State v. Christensen

Decision Date14 April 1981
Docket NumberNo. 4627,4627
Citation129 Ariz. 32,628 P.2d 580
PartiesSTATE of Arizona, Appellee, v. Richard George CHRISTENSEN, Appellant.
CourtArizona Supreme Court

Robert K. Corbin, Atty. Gen. by William J. Schafer III and Georgia B. Ellexson, Asst. Attys. Gen., Phoenix, for appellee.

Richard S. Oseran, Pima County Public Defender by Allen G. Minker, Deputy Public Defender, Tucson, for appellant.

STRUCKMEYER, Chief Justice.

Appellant was convicted of first degree murder and sentenced to life imprisonment. He appeals. Reversed.

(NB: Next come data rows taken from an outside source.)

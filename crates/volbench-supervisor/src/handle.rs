//! Public handle for the run registry.
//!
//! A lightweight clone-able handle; every method sends a command to the
//! actor and awaits its oneshot response.

use std::sync::Arc;
use tokio::sync::{mpsc, oneshot};
use volbench_common::{RunError, RunId, RunResult};
use volbench_state::{RunRecord, RunStore};

use crate::actor::RegistryActor;
use crate::commands::RegistryCommand;
use crate::types::{RegistryConfig, RunSnapshot, StartParams};

/// Command channel depth between handles and the actor. Status polls are
/// cheap and frequent; this only ever backs up if the actor is wedged.
const COMMAND_QUEUE_CAPACITY: usize = 64;

/// Completion channel depth. At most one run is ever in flight.
const COMPLETION_QUEUE_CAPACITY: usize = 16;

/// Handle to the run registry actor.
#[derive(Clone)]
pub struct RunRegistry {
    cmd_tx: mpsc::Sender<RegistryCommand>,
}

impl RunRegistry {
    /// Open the persisted store, reconcile it against live processes, and
    /// spawn the registry actor.
    pub async fn start(config: RegistryConfig) -> RunResult<RunRegistry> {
        let store = RunStore::open(&config.store_path).await;

        let (cmd_tx, cmd_rx) = mpsc::channel(COMMAND_QUEUE_CAPACITY);
        let (completion_tx, completion_rx) = mpsc::channel(COMPLETION_QUEUE_CAPACITY);

        let mut actor = RegistryActor::new(
            store,
            Arc::clone(&config.launcher),
            Arc::clone(&config.volumes),
            config.scratch_root.clone(),
            completion_tx,
        );
        // Reconciliation runs to completion before any command can be
        // observed, so callers never see pre-recovery state.
        actor.reconcile().await;

        tokio::spawn(actor.run(cmd_rx, completion_rx));

        Ok(RunRegistry { cmd_tx })
    }

    fn unavailable(context: &str) -> RunError {
        RunError::internal(format!("{}: registry unavailable (channel closed)", context))
    }

    fn dropped(context: &str) -> RunError {
        RunError::internal(format!("{}: registry dropped response", context))
    }

    /// Admit and launch a new run. Returns the run id as soon as the run
    /// is admitted; launch and execution outcomes are observed via
    /// [`RunRegistry::status`].
    pub async fn start_run(&self, params: StartParams) -> RunResult<RunId> {
        let (tx, rx) = oneshot::channel();
        self.cmd_tx
            .send(RegistryCommand::Start { params, resp: tx })
            .await
            .map_err(|_| Self::unavailable("start"))?;
        rx.await.map_err(|_| Self::dropped("start"))?
    }

    /// Snapshot one run, with live progress while it is active.
    pub async fn status(&self, run_id: &RunId) -> RunResult<RunSnapshot> {
        let (tx, rx) = oneshot::channel();
        self.cmd_tx
            .send(RegistryCommand::Status {
                run_id: run_id.clone(),
                resp: tx,
            })
            .await
            .map_err(|_| Self::unavailable("status"))?;
        rx.await.map_err(|_| Self::dropped("status"))?
    }

    /// The single active run, or a reconciliation leftover awaiting
    /// explicit cleanup, if any.
    pub async fn current(&self) -> RunResult<Option<RunSnapshot>> {
        let (tx, rx) = oneshot::channel();
        self.cmd_tx
            .send(RegistryCommand::Current { resp: tx })
            .await
            .map_err(|_| Self::unavailable("current"))?;
        rx.await.map_err(|_| Self::dropped("current"))
    }

    /// Terminal runs, newest first.
    pub async fn history(&self) -> RunResult<Vec<RunRecord>> {
        let (tx, rx) = oneshot::channel();
        self.cmd_tx
            .send(RegistryCommand::History { resp: tx })
            .await
            .map_err(|_| Self::unavailable("history"))?;
        rx.await.map_err(|_| Self::dropped("history"))
    }

    /// Stop a run. A no-op (not an error) when the run is already
    /// terminal; `NotFound` when the id is unknown.
    pub async fn stop(&self, run_id: &RunId) -> RunResult<()> {
        let (tx, rx) = oneshot::channel();
        self.cmd_tx
            .send(RegistryCommand::Stop {
                run_id: run_id.clone(),
                resp: tx,
            })
            .await
            .map_err(|_| Self::unavailable("stop"))?;
        rx.await.map_err(|_| Self::dropped("stop"))?
    }

    /// Stop every non-terminal run. Returns how many were stopped.
    pub async fn stop_all(&self) -> RunResult<usize> {
        let (tx, rx) = oneshot::channel();
        self.cmd_tx
            .send(RegistryCommand::StopAll { resp: tx })
            .await
            .map_err(|_| Self::unavailable("stop_all"))?;
        rx.await.map_err(|_| Self::dropped("stop_all"))
    }

    /// Scan for and terminate orphaned fio processes. Returns the count
    /// of orphans signaled.
    pub async fn reap(&self) -> RunResult<usize> {
        let (tx, rx) = oneshot::channel();
        self.cmd_tx
            .send(RegistryCommand::Reap { resp: tx })
            .await
            .map_err(|_| Self::unavailable("reap"))?;
        rx.await.map_err(|_| Self::dropped("reap"))
    }
}
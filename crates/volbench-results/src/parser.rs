//! Parser for fio's JSON output.
//!
//! fio interleaves progress text with its result document when both go to
//! the same stream, and the document's field set has drifted across
//! releases. The parser therefore:
//!
//! - locates the result object inside arbitrary surrounding noise,
//! - tolerates several generations of field names per metric, and
//! - degrades missing metrics to zero instead of failing the run.
//!
//! Only an input with no parsable JSON object at all is a hard error.

use serde_json::Value;
use thiserror::Error;
use tracing::debug;

use crate::summary::ResultSummary;

#[derive(Debug, Error, PartialEq)]
pub enum ParseError {
    #[error("no JSON result object found in fio output")]
    NoJsonObject,
}

/// Parse raw fio output (possibly mixed with log noise) into a summary.
pub fn parse(raw: &str) -> Result<ResultSummary, ParseError> {
    let doc = extract_json_object(raw).ok_or(ParseError::NoJsonObject)?;
    Ok(summarize(&doc))
}

/// Locate and parse the outermost balanced JSON object in `raw`.
///
/// Fast path: the trimmed input is the document. Otherwise candidate
/// opening braces are tried from the last plausible one backwards, since
/// progress noise normally precedes the document. A "plausible" brace is
/// one that starts a line; if none of those yield a document, every brace
/// is tried.
fn extract_json_object(raw: &str) -> Option<Value> {
    let trimmed = raw.trim();
    if trimmed.starts_with('{') {
        if let Ok(v) = serde_json::from_str::<Value>(trimmed) {
            if v.is_object() {
                return Some(v);
            }
        }
    }

    let line_start_braces = brace_candidates(raw, true);
    if let Some(v) = try_candidates(raw, &line_start_braces) {
        return Some(v);
    }
    let all_braces = brace_candidates(raw, false);
    try_candidates(raw, &all_braces)
}

fn try_candidates(raw: &str, candidates: &[usize]) -> Option<Value> {
    for &start in candidates.iter().rev() {
        if let Some(end) = balanced_end(raw, start) {
            if let Ok(v) = serde_json::from_str::<Value>(&raw[start..=end]) {
                if v.is_object() {
                    debug!(offset = start, "recovered JSON object from mixed output");
                    return Some(v);
                }
            }
        }
    }
    None
}

/// Byte offsets of opening braces. With `line_start_only`, restricts to
/// braces preceded only by whitespace on their line.
fn brace_candidates(raw: &str, line_start_only: bool) -> Vec<usize> {
    let bytes = raw.as_bytes();
    let mut candidates = Vec::new();
    let mut line_has_content = false;
    for (i, &b) in bytes.iter().enumerate() {
        match b {
            b'\n' => line_has_content = false,
            b'{' => {
                if !line_start_only || !line_has_content {
                    candidates.push(i);
                }
                line_has_content = true;
            }
            b' ' | b'\t' | b'\r' => {}
            _ => line_has_content = true,
        }
    }
    candidates
}

/// Offset of the brace closing the object opened at `start`, honoring
/// string literals and escapes. `None` if the object never closes.
fn balanced_end(raw: &str, start: usize) -> Option<usize> {
    let bytes = raw.as_bytes();
    let mut depth = 0usize;
    let mut in_string = false;
    let mut escaped = false;
    for (i, &b) in bytes.iter().enumerate().skip(start) {
        if in_string {
            if escaped {
                escaped = false;
            } else if b == b'\\' {
                escaped = true;
            } else if b == b'"' {
                in_string = false;
            }
            continue;
        }
        match b {
            b'"' => in_string = true,
            b'{' => depth += 1,
            b'}' => {
                depth -= 1;
                if depth == 0 {
                    return Some(i);
                }
            }
            _ => {}
        }
    }
    None
}

/// Aggregate the per-job sections of a fio document.
///
/// Bandwidth and IOPS sum across jobs; latency is a simple mean over the
/// jobs that reported it; runtime takes the maximum. A job missing a
/// metric contributes zero to that metric only.
fn summarize(doc: &Value) -> ResultSummary {
    let mut summary = ResultSummary::default();
    let jobs = match doc.get("jobs").and_then(Value::as_array) {
        Some(jobs) => jobs,
        None => return summary,
    };

    let mut read_latencies = Vec::new();
    let mut write_latencies = Vec::new();
    let mut min_bw = f64::INFINITY;
    let mut max_bw: f64 = 0.0;

    for job in jobs {
        let read = job.get("read");
        let write = job.get("write");

        let read_bw = section_bw_kibps(read);
        let write_bw = section_bw_kibps(write);

        summary.sequential_read_bw_kibps += read_bw.unwrap_or(0.0);
        summary.sequential_write_bw_kibps += write_bw.unwrap_or(0.0);
        summary.read_iops += section_iops(read).unwrap_or(0.0);
        summary.write_iops += section_iops(write).unwrap_or(0.0);

        if let Some(lat) = section_latency_ms(read) {
            read_latencies.push(lat);
        }
        if let Some(lat) = section_latency_ms(write) {
            write_latencies.push(lat);
        }

        // Per-job combined bandwidth feeds the spread figures. Jobs that
        // reported no bandwidth at all are excluded so they cannot drag
        // the minimum to zero.
        if read_bw.is_some() || write_bw.is_some() {
            let total = read_bw.unwrap_or(0.0) + write_bw.unwrap_or(0.0);
            min_bw = min_bw.min(total);
            max_bw = max_bw.max(total);
        }

        summary.runtime_seconds = summary.runtime_seconds.max(job_runtime_seconds(job));
    }

    if min_bw.is_finite() {
        summary.min_bw_kibps = min_bw;
        summary.max_bw_kibps = max_bw;
    }
    summary.avg_read_latency_ms = mean(&read_latencies);
    summary.avg_write_latency_ms = mean(&write_latencies);
    summary
}

fn mean(values: &[f64]) -> f64 {
    if values.is_empty() {
        0.0
    } else {
        values.iter().sum::<f64>() / values.len() as f64
    }
}

/// Bandwidth in KiB/s. Newer fio reports `bw` directly in KiB/s; older
/// documents only carry `bw_bytes`.
fn section_bw_kibps(section: Option<&Value>) -> Option<f64> {
    let section = section?;
    if let Some(bw) = section.get("bw").and_then(Value::as_f64) {
        return Some(bw.max(0.0));
    }
    section
        .get("bw_bytes")
        .and_then(Value::as_f64)
        .map(|bytes| (bytes / 1024.0).max(0.0))
}

/// IOPS, preferring the direct figure over the windowed mean.
fn section_iops(section: Option<&Value>) -> Option<f64> {
    let section = section?;
    section
        .get("iops")
        .and_then(Value::as_f64)
        .or_else(|| section.get("iops_mean").and_then(Value::as_f64))
        .map(|iops| iops.max(0.0))
}

/// Mean latency in milliseconds. fio reports nanoseconds under `lat_ns`,
/// or only `clat_ns` in some versions. Absent either, the job simply does
/// not contribute a latency sample.
fn section_latency_ms(section: Option<&Value>) -> Option<f64> {
    let section = section?;
    let nanos = section
        .get("lat_ns")
        .and_then(|l| l.get("mean"))
        .and_then(Value::as_f64)
        .or_else(|| {
            section
                .get("clat_ns")
                .and_then(|l| l.get("mean"))
                .and_then(Value::as_f64)
        })?;
    Some((nanos / 1_000_000.0).max(0.0))
}

/// Job runtime in seconds: the maximum of the per-direction runtimes and
/// the job-level figure, all reported in milliseconds.
fn job_runtime_seconds(job: &Value) -> f64 {
    let candidates = [
        job.get("job_runtime").and_then(Value::as_f64),
        job.get("read")
            .and_then(|s| s.get("runtime"))
            .and_then(Value::as_f64),
        job.get("write")
            .and_then(|s| s.get("runtime"))
            .and_then(Value::as_f64),
    ];
    candidates
        .iter()
        .flatten()
        .fold(0.0f64, |acc, &ms| acc.max(ms))
        / 1000.0
}
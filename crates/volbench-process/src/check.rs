//! Process liveness checks.

use volbench_common::{RunError, RunResult};

/// Check whether a process with the given pid exists.
///
/// Uses `kill(pid, 0)`, which delivers no signal. A process we lack
/// permission to signal still exists.
pub fn process_exists(pid: u32) -> RunResult<bool> {
    use nix::sys::signal::kill;
    use nix::unistd::Pid;

    match kill(Pid::from_raw(pid as i32), None) {
        Ok(_) => Ok(true),
        Err(nix::errno::Errno::ESRCH) => Ok(false),
        Err(nix::errno::Errno::EPERM) => Ok(true),
        Err(e) => Err(RunError::internal(format!(
            "failed to check process {}: {}",
            pid, e
        ))),
    }
}
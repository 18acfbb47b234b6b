//! Commands sent from the registry handle to the actor.

use tokio::sync::oneshot;
use volbench_common::{RunId, RunResult};
use volbench_state::RunRecord;

use crate::types::{RunSnapshot, StartParams};

pub(crate) enum RegistryCommand {
    Start {
        params: StartParams,
        resp: oneshot::Sender<RunResult<RunId>>,
    },
    Status {
        run_id: RunId,
        resp: oneshot::Sender<RunResult<RunSnapshot>>,
    },
    Current {
        resp: oneshot::Sender<Option<RunSnapshot>>,
    },
    History {
        resp: oneshot::Sender<Vec<RunRecord>>,
    },
    Stop {
        run_id: RunId,
        resp: oneshot::Sender<RunResult<()>>,
    },
    StopAll {
        resp: oneshot::Sender<usize>,
    },
    Reap {
        resp: oneshot::Sender<usize>,
    },
}
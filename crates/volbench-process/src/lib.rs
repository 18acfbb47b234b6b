//! OS process primitives for the volbench bridge.
//!
//! Everything the supervisor needs to reason about child processes without
//! holding a `Child` handle: liveness checks, group-wide termination with
//! SIGTERM-then-SIGKILL escalation, and discovery of processes by binary
//! name for orphan reaping.

mod check;
mod scan;
mod terminate;

pub use check::process_exists;
pub use scan::{pids_matching_name, process_matches_name};
pub use terminate::{signal_group, terminate_group, TerminationOutcome};
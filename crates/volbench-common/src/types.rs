//! Core identifier types.

use serde::{Deserialize, Serialize};
use std::fmt;

/// Opaque unique identifier for one benchmark run.
///
/// Generated at admission time and never reused. Serialized as a plain
/// string so it round-trips through the persisted store and the HTTP API
/// unchanged.
#[derive(Debug, Clone, PartialEq, Eq, Hash, Serialize, Deserialize)]
#[serde(transparent)]
pub struct RunId(String);

impl RunId {
    /// Generate a fresh identifier.
    pub fn generate() -> Self {
        Self(uuid::Uuid::new_v4().to_string())
    }

    pub fn as_str(&self) -> &str {
        &self.0
    }
}

impl fmt::Display for RunId {
    fn fmt(&self, f: &mut fmt::Formatter<'_>) -> fmt::Result {
        write!(f, "{}", self.0)
    }
}

impl From<String> for RunId {
    fn from(s: String) -> Self {
        Self(s)
    }
}

impl From<&str> for RunId {
    fn from(s: &str) -> Self {
        Self(s.to_string())
    }
}
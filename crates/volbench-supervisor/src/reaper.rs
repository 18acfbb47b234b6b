//! Orphaned fio process reaping.
//!
//! A bridge crash before a record could even be persisted can leave fio
//! processes running with no record referencing them. The reaper scans for
//! processes with the fio binary name and terminates any whose pid is not
//! tracked by a non-terminal record.

use tracing::info;
use volbench_process::{pids_matching_name, terminate_group};
use volbench_runner::{FIO_BINARY_NAME, TERMINATION_GRACE};

/// Terminate every fio process not in `tracked_pids`. Returns how many
/// orphans were signaled.
pub async fn reap_orphans(tracked_pids: &[u32]) -> usize {
    let mut terminated = 0;
    for pid in pids_matching_name(FIO_BINARY_NAME) {
        if tracked_pids.contains(&pid) {
            continue;
        }
        info!(pid, "terminating orphaned fio process");
        terminate_group(pid, TERMINATION_GRACE).await;
        terminated += 1;
    }
    terminated
}
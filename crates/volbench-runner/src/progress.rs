//! Elapsed-time progress estimation.
//!
//! fio exposes no live progress hook, so progress is derived from wall
//! clock against the pattern's expected duration. This is cosmetic output
//! for polling UIs; the hard execution ceiling lives in the runner and is
//! entirely independent of these numbers.

use chrono::{DateTime, Utc};
use serde::Serialize;
use std::time::Duration;

/// Point-in-time progress estimate for a running benchmark.
#[derive(Debug, Clone, PartialEq, Serialize)]
pub struct ProgressSnapshot {
    /// 0..=99 while the run is alive. 100 is only ever reported by a
    /// terminal record, never by the estimator.
    pub percent: u8,
    pub phase: &'static str,
    pub elapsed_seconds: u64,
    pub remaining_seconds: u64,
    /// Synthesized instantaneous throughput figure for UI feedback.
    pub live_bw_estimate_kibps: f64,
    /// Always true: these numbers are derived, not measured.
    pub estimated: bool,
}

/// Compute a progress estimate.
///
/// Percent is monotonic in `now` for a fixed `started_at` and never
/// reaches 100. The live bandwidth figure ramps in over the first seconds
/// and then wobbles smoothly around `nominal_bw_kibps`; it is a plausible
/// reading, not a measurement, and is deterministic in the inputs.
pub fn estimate(
    started_at: DateTime<Utc>,
    now: DateTime<Utc>,
    estimated_duration: Duration,
    nominal_bw_kibps: f64,
) -> ProgressSnapshot {
    let elapsed = now
        .signed_duration_since(started_at)
        .num_seconds()
        .max(0) as u64;
    let total = estimated_duration.as_secs().max(1);

    let percent = ((elapsed * 100) / total).min(99) as u8;
    let phase = phase_for(percent);
    let remaining = total.saturating_sub(elapsed);

    let ramp = (elapsed as f64 / 10.0).min(1.0);
    let wobble = 0.93 + 0.07 * (elapsed as f64 / 7.0).sin();
    let live_bw_estimate_kibps = nominal_bw_kibps * ramp * wobble;

    ProgressSnapshot {
        percent,
        phase,
        elapsed_seconds: elapsed,
        remaining_seconds: remaining,
        live_bw_estimate_kibps,
        estimated: true,
    }
}

fn phase_for(percent: u8) -> &'static str {
    match percent {
        0..=4 => "initializing",
        5..=24 => "warming up",
        25..=89 => "main test",
        _ => "finalizing",
    }
}

#[cfg(test)]
mod tests {
    use super::*;
    use chrono::TimeZone;

    fn t0() -> DateTime<Utc> {
        Utc.with_ymd_and_hms(2024, 6, 1, 12, 0, 0).unwrap()
    }

    #[test]
    fn test_percent_is_monotonic_and_never_hits_100() {
        let duration = Duration::from_secs(100);
        let mut last = 0;
        for s in 0..500 {
            let now = t0() + chrono::Duration::seconds(s);
            let snap = estimate(t0(), now, duration, 1000.0);
            assert!(snap.percent >= last, "percent decreased at {}s", s);
            assert!(snap.percent < 100, "percent hit 100 at {}s", s);
            last = snap.percent;
        }
        assert_eq!(last, 99);
    }

    #[test]
    fn test_phase_progression() {
        let duration = Duration::from_secs(100);
        let phase_at = |s: i64| {
            estimate(t0(), t0() + chrono::Duration::seconds(s), duration, 1000.0).phase
        };
        assert_eq!(phase_at(0), "initializing");
        assert_eq!(phase_at(10), "warming up");
        assert_eq!(phase_at(50), "main test");
        assert_eq!(phase_at(95), "finalizing");
    }

    #[test]
    fn test_clock_skew_clamps_to_zero() {
        let now = t0() - chrono::Duration::seconds(30);
        let snap = estimate(t0(), now, Duration::from_secs(100), 1000.0);
        assert_eq!(snap.percent, 0);
        assert_eq!(snap.elapsed_seconds, 0);
    }

    #[test]
    fn test_live_estimate_is_deterministic_and_bounded() {
        let now = t0() + chrono::Duration::seconds(42);
        let a = estimate(t0(), now, Duration::from_secs(100), 2000.0);
        let b = estimate(t0(), now, Duration::from_secs(100), 2000.0);
        assert_eq!(a, b);
        assert!(a.live_bw_estimate_kibps > 0.0);
        assert!(a.live_bw_estimate_kibps <= 2000.0);
    }

    #[test]
    fn test_zero_duration_does_not_divide_by_zero() {
        let snap = estimate(t0(), t0(), Duration::from_secs(0), 1000.0);
        assert!(snap.percent <= 99);
    }
}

Appellant and his wife, Shirley Mae, shortly after their marriage in March 1977 moved to Tucson, where they opened a small jewelry and pottery shop. Early in 1978, they separated. Shirley rented an apartment in which she lived with her daughter by a former marriage, Kim. On May 24, the marriage of appellant to Shirley was dissolved and he moved to Phoenix, Arizona. On Sunday, June 4, 1978, he drove to Tucson to Shirley's apartment. She was not at home, but arrived about 3:30 a. m. Monday. Although she allowed appellant to enter her apartment, she would not talk with him until after she rested. Later that morning, Kim saw and talked to appellant on the patio of their home. Kim then left and went to school. When she returned, she thought the apartment was unoccupied and contacted some relatives and later the police.

Early in the afternoon of the following day, detectives from the Tucson police department searched the apartment. They found Shirley's body under a bed, a ligature of twine around her neck. An examination of the neck revealed eight areas of ecchymosis and hemorrhage, indicative of manual strangulation. She had also sustained two severe head wounds and numerous small superficial abrasions and lacerations over the entire body. The twine around Shirley's neck matched twine found in a basket in the apartment. The police also recovered sheets, towels, bottles of cleaner and pop bottle fragments from a dumpster near the apartment.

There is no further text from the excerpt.